* Input for this task:
╭──

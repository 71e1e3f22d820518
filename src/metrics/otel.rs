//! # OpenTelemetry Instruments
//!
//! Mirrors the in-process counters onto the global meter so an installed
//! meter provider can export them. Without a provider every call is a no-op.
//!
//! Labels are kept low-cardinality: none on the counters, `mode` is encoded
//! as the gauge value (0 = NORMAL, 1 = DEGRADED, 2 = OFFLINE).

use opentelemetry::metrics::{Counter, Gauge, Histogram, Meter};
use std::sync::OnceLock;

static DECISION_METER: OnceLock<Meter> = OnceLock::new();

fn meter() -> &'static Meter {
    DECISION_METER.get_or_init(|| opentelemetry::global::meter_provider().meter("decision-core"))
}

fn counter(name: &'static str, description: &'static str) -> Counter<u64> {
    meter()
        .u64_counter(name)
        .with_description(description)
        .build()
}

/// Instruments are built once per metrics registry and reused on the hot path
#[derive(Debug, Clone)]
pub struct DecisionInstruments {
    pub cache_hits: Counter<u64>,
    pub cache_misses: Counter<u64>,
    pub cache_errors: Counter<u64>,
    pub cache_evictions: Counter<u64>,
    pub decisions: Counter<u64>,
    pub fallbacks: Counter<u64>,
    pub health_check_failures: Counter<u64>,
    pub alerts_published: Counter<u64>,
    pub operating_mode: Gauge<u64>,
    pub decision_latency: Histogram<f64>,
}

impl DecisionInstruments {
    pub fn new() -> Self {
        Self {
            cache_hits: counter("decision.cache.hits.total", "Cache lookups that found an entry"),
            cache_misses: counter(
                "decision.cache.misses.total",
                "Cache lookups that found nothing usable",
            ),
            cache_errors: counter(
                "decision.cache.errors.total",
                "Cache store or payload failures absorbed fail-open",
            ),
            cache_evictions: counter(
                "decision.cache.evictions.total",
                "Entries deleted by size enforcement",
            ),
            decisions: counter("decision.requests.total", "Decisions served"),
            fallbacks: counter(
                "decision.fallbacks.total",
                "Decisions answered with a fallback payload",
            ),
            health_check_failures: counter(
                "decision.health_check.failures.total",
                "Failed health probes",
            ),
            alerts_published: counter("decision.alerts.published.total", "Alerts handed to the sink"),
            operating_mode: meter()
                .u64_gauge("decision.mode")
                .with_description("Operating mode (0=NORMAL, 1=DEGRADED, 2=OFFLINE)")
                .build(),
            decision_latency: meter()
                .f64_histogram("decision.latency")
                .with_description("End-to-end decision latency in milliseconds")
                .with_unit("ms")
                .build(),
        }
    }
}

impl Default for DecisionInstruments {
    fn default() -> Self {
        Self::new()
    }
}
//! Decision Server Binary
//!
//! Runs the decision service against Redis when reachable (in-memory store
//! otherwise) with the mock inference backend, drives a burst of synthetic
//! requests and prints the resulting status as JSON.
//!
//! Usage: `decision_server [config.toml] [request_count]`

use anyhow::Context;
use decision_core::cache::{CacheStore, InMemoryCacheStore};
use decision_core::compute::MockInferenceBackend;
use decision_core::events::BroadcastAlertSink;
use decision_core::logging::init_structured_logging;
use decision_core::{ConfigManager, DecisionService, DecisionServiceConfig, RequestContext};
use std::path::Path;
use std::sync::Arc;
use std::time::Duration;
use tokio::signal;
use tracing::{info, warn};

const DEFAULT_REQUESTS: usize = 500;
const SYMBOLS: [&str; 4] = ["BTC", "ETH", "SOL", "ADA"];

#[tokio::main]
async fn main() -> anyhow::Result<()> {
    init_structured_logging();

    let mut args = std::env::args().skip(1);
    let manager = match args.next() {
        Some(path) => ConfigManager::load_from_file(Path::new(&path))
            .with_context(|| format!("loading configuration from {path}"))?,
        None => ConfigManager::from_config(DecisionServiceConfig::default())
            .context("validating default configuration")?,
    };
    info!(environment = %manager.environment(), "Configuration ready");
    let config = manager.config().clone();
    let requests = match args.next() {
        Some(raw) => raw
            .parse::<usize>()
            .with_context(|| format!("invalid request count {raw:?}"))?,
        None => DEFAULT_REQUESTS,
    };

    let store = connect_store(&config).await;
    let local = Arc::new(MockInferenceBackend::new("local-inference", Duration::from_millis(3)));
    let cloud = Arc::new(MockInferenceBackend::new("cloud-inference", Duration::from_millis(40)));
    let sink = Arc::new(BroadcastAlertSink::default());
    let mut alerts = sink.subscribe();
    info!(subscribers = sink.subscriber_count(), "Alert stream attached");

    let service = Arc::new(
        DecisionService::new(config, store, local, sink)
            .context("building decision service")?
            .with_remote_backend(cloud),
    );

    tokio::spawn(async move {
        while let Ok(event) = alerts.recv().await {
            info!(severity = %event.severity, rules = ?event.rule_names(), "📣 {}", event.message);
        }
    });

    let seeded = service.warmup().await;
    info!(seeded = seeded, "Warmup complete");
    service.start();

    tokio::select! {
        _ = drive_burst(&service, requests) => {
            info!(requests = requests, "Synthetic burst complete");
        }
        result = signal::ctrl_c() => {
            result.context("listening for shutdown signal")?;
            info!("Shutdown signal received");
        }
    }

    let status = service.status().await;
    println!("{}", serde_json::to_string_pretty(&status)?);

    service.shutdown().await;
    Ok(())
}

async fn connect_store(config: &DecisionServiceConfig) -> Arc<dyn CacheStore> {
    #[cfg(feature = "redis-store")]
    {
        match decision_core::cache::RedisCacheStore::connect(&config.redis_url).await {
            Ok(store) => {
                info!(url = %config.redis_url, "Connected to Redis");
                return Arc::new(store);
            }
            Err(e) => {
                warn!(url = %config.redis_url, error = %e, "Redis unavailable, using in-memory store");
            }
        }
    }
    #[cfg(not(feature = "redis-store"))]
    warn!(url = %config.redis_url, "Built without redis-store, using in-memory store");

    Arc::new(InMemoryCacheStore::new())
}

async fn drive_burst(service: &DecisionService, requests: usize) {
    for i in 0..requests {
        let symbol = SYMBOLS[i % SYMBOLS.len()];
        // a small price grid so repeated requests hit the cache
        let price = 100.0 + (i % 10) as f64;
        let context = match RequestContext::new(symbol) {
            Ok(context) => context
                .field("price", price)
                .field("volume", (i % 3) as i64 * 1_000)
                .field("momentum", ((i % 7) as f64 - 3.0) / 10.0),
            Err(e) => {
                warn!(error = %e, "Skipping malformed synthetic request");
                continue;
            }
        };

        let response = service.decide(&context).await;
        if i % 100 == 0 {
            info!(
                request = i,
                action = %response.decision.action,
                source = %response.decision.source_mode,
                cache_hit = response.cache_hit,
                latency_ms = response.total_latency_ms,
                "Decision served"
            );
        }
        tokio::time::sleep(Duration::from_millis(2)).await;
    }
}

╰──

* Problem to work on:
Return the records in full, exactly as they read.

* Answer box:
repository 71e1e3f22d820518
filename src/metrics/otel.rs
//! # OpenTelemetry Instruments
//!
//! Mirrors the in-process counters onto the global meter so an installed
//! meter provider can export them. Without a provider every call is a no-op.
//!
//! Labels are kept low-cardinality: none on the counters, `mode` is encoded
//! as the gauge value (0 = NORMAL, 1 = DEGRADED, 2 = OFFLINE).

use opentelemetry::metrics::{Counter, Gauge, Histogram, Meter};
use std::sync::OnceLock;

static DECISION_METER: OnceLock<Meter> = OnceLock::new();

fn meter() -> &'static Meter {
    DECISION_METER.get_or_init(|| opentelemetry::global::meter_provider().meter("decision-core"))
}

fn counter(name: &'static str, description: &'static str) -> Counter<u64> {
    meter()
        .u64_counter(name)
        .with_description(description)
        .build()
}

/// Instruments are built once per metrics registry and reused on the hot path
#[derive(Debug, Clone)]
pub struct DecisionInstruments {
    pub cache_hits: Counter<u64>,
    pub cache_misses: Counter<u64>,
    pub cache_errors: Counter<u64>,
    pub cache_evictions: Counter<u64>,
    pub decisions: Counter<u64>,
    pub fallbacks: Counter<u64>,
    pub health_check_failures: Counter<u64>,
    pub alerts_published: Counter<u64>,
    pub operating_mode: Gauge<u64>,
    pub decision_latency: Histogram<f64>,
}

impl DecisionInstruments {
    pub fn new() -> Self {
        Self {
            cache_hits: counter("decision.cache.hits.total", "Cache lookups that found an entry"),
            cache_misses: counter(
                "decision.cache.misses.total",
                "Cache lookups that found nothing usable",
            ),
            cache_errors: counter(
                "decision.cache.errors.total",
                "Cache store or payload failures absorbed fail-open",
            ),
            cache_evictions: counter(
                "decision.cache.evictions.total",
                "Entries deleted by size enforcement",
            ),
            decisions: counter("decision.requests.total", "Decisions served"),
            fallbacks: counter(
                "decision.fallbacks.total",
                "Decisions answered with a fallback payload",
            ),
            health_check_failures: counter(
                "decision.health_check.failures.total",
                "Failed health probes",
            ),
            alerts_published: counter("decision.alerts.published.total", "Alerts handed to the sink"),
            operating_mode: meter()
                .u64_gauge("decision.mode")
                .with_description("Operating mode (0=NORMAL, 1=DEGRADED, 2=OFFLINE)")
                .build(),
            decision_latency: meter()
                .f64_histogram("decision.latency")
                .with_description("End-to-end decision latency in milliseconds")
                .with_unit("ms")
                .build(),
        }
    }
}

impl Default for DecisionInstruments {
    fn default() -> Self {
        Self::new()
    }
}
//! Decision Server Binary
//!
//! Runs the decision service against Redis when reachable (in-memory store
//! otherwise) with the mock inference backend, drives a burst of synthetic
//! requests and prints the resulting status as JSON.
//!
//! Usage: `decision_server [config.toml] [request_count]`

use anyhow::Context;
use decision_core::cache::{CacheStore, InMemoryCacheStore};
use decision_core::compute::MockInferenceBackend;
use decision_core::events::BroadcastAlertSink;
use decision_core::logging::init_structured_logging;
use decision_core::{ConfigManager, DecisionService, DecisionServiceConfig, RequestContext};
use std::path::Path;
use std::sync::Arc;
use std::time::Duration;
use tokio::signal;
use tracing::{info, warn};

const DEFAULT_REQUESTS: usize = 500;
const SYMBOLS: [&str; 4] = ["BTC", "ETH", "SOL", "ADA"];

#[tokio::main]
async fn main() -> anyhow::Result<()> {
    init_structured_logging();

    let mut args = std::env::args().skip(1);
    let manager = match args.next() {
        Some(path) => ConfigManager::load_from_file(Path::new(&path))
            .with_context(|| format!("loading configuration from {path}"))?,
        None => ConfigManager::from_config(DecisionServiceConfig::default())
            .context("validating default configuration")?,
    };
    info!(environment = %manager.environment(), "Configuration ready");
    let config = manager.config().clone();
    let requests = match args.next() {
        Some(raw) => raw
            .parse::<usize>()
            .with_context(|| format!("invalid request count {raw:?}"))?,
        None => DEFAULT_REQUESTS,
    };

    let store = connect_store(&config).await;
    let local = Arc::new(MockInferenceBackend::new("local-inference", Duration::from_millis(3)));
    let cloud = Arc::new(MockInferenceBackend::new("cloud-inference", Duration::from_millis(40)));
    let sink = Arc::new(BroadcastAlertSink::default());
    let mut alerts = sink.subscribe();
    info!(subscribers = sink.subscriber_count(), "Alert stream attached");

    let service = Arc::new(
        DecisionService::new(config, store, local, sink)
            .context("building decision service")?
            .with_remote_backend(cloud),
    );

    tokio::spawn(async move {
        while let Ok(event) = alerts.recv().await {
            info!(severity = %event.severity, rules = ?event.rule_names(), "📣 {}", event.message);
        }
    });

    let seeded = service.warmup().await;
    info!(seeded = seeded, "Warmup complete");
    service.start();

    tokio::select! {
        _ = drive_burst(&service, requests) => {
            info!(requests = requests, "Synthetic burst complete");
        }
        result = signal::ctrl_c() => {
            result.context("listening for shutdown signal")?;
            info!("Shutdown signal received");
        }
    }

    let status = service.status().await;
    println!("{}", serde_json::to_string_pretty(&status)?);

    service.shutdown().await;
    Ok(())
}

async fn connect_store(config: &DecisionServiceConfig) -> Arc<dyn CacheStore> {
    #[cfg(feature = "redis-store")]
    {
        match decision_core::cache::RedisCacheStore::connect(&config.redis_url).await {
            Ok(store) => {
                info!(url = %config.redis_url, "Connected to Redis");
                return Arc::new(store);
            }
            Err(e) => {
                warn!(url = %config.redis_url, error = %e, "Redis unavailable, using in-memory store");
            }
        }
    }
    #[cfg(not(feature = "redis-store"))]
    warn!(url = %config.redis_url, "Built without redis-store, using in-memory store");

    Arc::new(InMemoryCacheStore::new())
}

async fn drive_burst(service: &DecisionService, requests: usize) {
    for i in 0..requests {
        let symbol = SYMBOLS[i % SYMBOLS.len()];
        // a small price grid so repeated requests hit the cache
        let price = 100.0 + (i % 10) as f64;
        let context = match RequestContext::new(symbol) {
            Ok(context) => context
                .field("price", price)
                .field("volume", (i % 3) as i64 * 1_000)
                .field("momentum", ((i % 7) as f64 - 3.0) / 10.0),
            Err(e) => {
                warn!(error = %e, "Skipping malformed synthetic request");
                continue;
            }
        };

        let response = service.decide(&context).await;
        if i % 100 == 0 {
            info!(
                request = i,
                action = %response.decision.action,
                source = %response.decision.source_mode,
                cache_hit = response.cache_hit,
                latency_ms = response.total_latency_ms,
                "Decision served"
            );
        }
        tokio::time::sleep(Duration::from_millis(2)).await;
    }
}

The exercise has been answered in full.